- [WORK INSTRUCTIONS]:
In the data below, find the line containing "repository 60aef9821577129c"; reproduce that line and all subsequent lines exactly, and nothing else.

Collected data
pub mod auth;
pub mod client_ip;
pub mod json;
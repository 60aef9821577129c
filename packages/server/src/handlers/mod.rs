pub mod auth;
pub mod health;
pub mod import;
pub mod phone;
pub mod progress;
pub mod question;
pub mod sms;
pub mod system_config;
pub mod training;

- [EXERCISE RESULT]:
repository 60aef9821577129c
filename packages/server/src/handlers/mod.rs
pub mod auth;
pub mod health;
pub mod import;
pub mod phone;
pub mod progress;
pub mod question;
pub mod sms;
pub mod system_config;
pub mod training;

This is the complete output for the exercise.